Kathy Mears, past elementary president for NCEA, stated in a post on the NCEA website, “While many public schools have STEM (science, technology, engineering and mathematics) programs, STEM alone is not enough for Catholic schools. Catholic school leaders believe in educating the whole child. We believe that exposure to the arts is essential and we are committed to an educational experience that provides multiple encounters with Christ in every aspect of curriculum and instruction. STREAM will help us to achieve these goals.

“This initiative is ambitious. It requires teachers to be intentional in providing students with educational experiences that integrate many curricular areas. It can be project-based learning. It also can be a mathematics class where students integrate the study of religion by learning about statistics related to poverty and the Church’s response. STREAM also can be a science class that integrates art and the beauty of God’s creation as children draw pictures or create sculptures that represent the environment provided by our creator.”
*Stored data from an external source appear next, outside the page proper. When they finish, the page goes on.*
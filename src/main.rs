use clap::{Parser, Subcommand};
use std::path::PathBuf;
use tracing_subscriber::EnvFilter;

mod commands;

use commands::{ConfigCommand, StockCommand, VegetableCommand};
use vegstock::client::ApiClient;
use vegstock::config::Config;

#[derive(Parser)]
#[command(name = "vegstock")]
#[command(version)]
#[command(about = "Manage the vegetable catalog and daily stock", long_about = None)]
struct Cli {
    /// Path to config file
    #[arg(long, short, global = true)]
    config: Option<PathBuf>,

    #[command(subcommand)]
    command: Option<Commands>,
}

#[derive(Subcommand)]
enum Commands {
    /// Manage the vegetable catalog
    Vegetable(VegetableCommand),

    /// Manage daily stock
    Stock(StockCommand),

    /// Manage configuration
    Config(ConfigCommand),
}

#[tokio::main]
async fn main() {
    tracing_subscriber::fmt()
        .with_env_filter(
            EnvFilter::try_from_default_env().unwrap_or_else(|_| EnvFilter::new("vegstock=warn")),
        )
        .with_writer(std::io::stderr)
        .init();

    if let Err(e) = run().await {
        eprintln!("Error: {}", e);
        std::process::exit(1);
    }
}

async fn run() -> Result<(), Box<dyn std::error::Error>> {
    let cli = Cli::parse();

    // Load configuration
    let config = Config::load(cli.config)?;

    match cli.command {
        Some(Commands::Vegetable(cmd)) => {
            let client = ApiClient::from_config(&config);
            cmd.run(&client).await?;
        }
        Some(Commands::Stock(cmd)) => {
            let client = ApiClient::from_config(&config);
            cmd.run(&client).await?;
        }
        Some(Commands::Config(cmd)) => {
            cmd.run(&config)?;
        }
        None => {
            println!("Use --help to see available commands");
        }
    }

    Ok(())
}
//! Vegetable stock API server
//!
//! Serves the catalog and daily stock over HTTP, backed by SQLite.
//!
//! # Configuration
//!
//! Settings come from the config file and environment (see `vegstock config show`).
//! The server additionally honours:
//! - `VEGSTOCK_CONFIG`: Path to config file (default: ~/.config/vegstock/config.yaml)
//! - `RUST_LOG`: Log filter (default: `vegstock=info,tower_http=info`)

use std::net::SocketAddr;
use std::path::PathBuf;
use tracing_subscriber::{layer::SubscriberExt, util::SubscriberInitExt};

use vegstock::config::Config;
use vegstock::db::init_db;
use vegstock::server::{router, AppState};

#[tokio::main]
async fn main() {
    // Initialize tracing
    tracing_subscriber::registry()
        .with(
            tracing_subscriber::EnvFilter::try_from_default_env()
                .unwrap_or_else(|_| "vegstock=info,tower_http=info".into()),
        )
        .with(tracing_subscriber::fmt::layer())
        .init();

    if let Err(e) = run().await {
        tracing::error!("{}", e);
        std::process::exit(1);
    }
}

async fn run() -> Result<(), Box<dyn std::error::Error>> {
    let config_path = std::env::var_os("VEGSTOCK_CONFIG").map(PathBuf::from);
    let config = Config::load(config_path)?;

    if let Some(path) = &config.config_file {
        tracing::info!("Config file: {}", path.display());
    }
    tracing::info!("Database: {}", config.database_path.value.display());

    let pool = init_db(&config.database_path.value).await?;
    let app = router(AppState::new(pool.clone()));

    // Start server
    let addr = SocketAddr::from(([0, 0, 0, 0], config.port.value));
    let listener = tokio::net::TcpListener::bind(addr).await?;
    tracing::info!("Starting server on {}", addr);

    axum::serve(listener, app)
        .with_graceful_shutdown(shutdown_signal())
        .await?;

    pool.close().await;
    tracing::info!("Server stopped");
    Ok(())
}

async fn shutdown_signal() {
    let ctrl_c = async {
        if let Err(e) = tokio::signal::ctrl_c().await {
            tracing::error!("Failed to listen for ctrl-c: {}", e);
            std::future::pending::<()>().await;
        }
    };

    #[cfg(unix)]
    let terminate = async {
        match tokio::signal::unix::signal(tokio::signal::unix::SignalKind::terminate()) {
            Ok(mut signal) => {
                signal.recv().await;
            }
            Err(e) => {
                tracing::error!("Failed to listen for SIGTERM: {}", e);
                std::future::pending::<()>().await;
            }
        }
    };

    #[cfg(not(unix))]
    let terminate = std::future::pending::<()>();

    tokio::select! {
        _ = ctrl_c => {},
        _ = terminate => {},
    }

    tracing::info!("Shutdown signal received");
}
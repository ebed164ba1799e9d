//! Vegetable catalog and daily stock service.
//!
//! The library holds everything shared by the `vegstock-server` binary and
//! the `vegstock` CLI: models, the SQLite store, the HTTP router and the API
//! client.

pub mod client;
pub mod config;
pub mod dates;
pub mod db;
pub mod models;
pub mod server;
pub mod validation;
In May 2014, Heather Gossart, a hands-on practitioner who has been a chief school administrator at the elementary and secondary levels, outlined 10 characteristics of a STREAM school on the NCEA website. 

  • STREAM schools seek to integrate Catholic identity into every aspect of the curriculum.
  • STREAM schools provide a challenging learning environment focused on science, technology, math, arts and the integration of education in the faith.
  • STREAM schools promote a culture of innovation as well as a commitment to ethical behavior.
  • STREAM schools seek to increase the participation of groups that are under-represented in the sciences.
  • STREAM schools increase content literacy for all students including those who do not pursue technology-related careers or additional studies in the STREAM disciplines.
  • STREAM schools are inclusive.
  • STREAM schools foster an environment that encourages problem solving, group collaboration and independent research.
  • STREAM schools demonstrate that success is defined in many ways and can occur in many different types of schools and learning environments.
  • STREAM schools use strategic planning as a blueprint to guide the school’s development and implementation of the STREAM curriculum.
  • STREAM schools are “think forward” institutions and place high priority on educator training, learning, leadership and 21st century skill applications.

During this school year the Office of Catholic Schools will be presenting the concepts of STREAM through workshops to principals and teachers. Many of our schools are already integrating some of the 10 characteristics, but as educators we are always searching for the best ways to prepare our students for the future of the Church and society. We can always improve and learn more effective techniques for reaching our students.

As an educator for more than 40 years, I have seen the pendulum swing far to the left and then far to the right in teaching methods and curriculum initiatives. I feel STREAM will be an initiative that will help develop students to become better problem solvers for tomorrow’s society and workforce.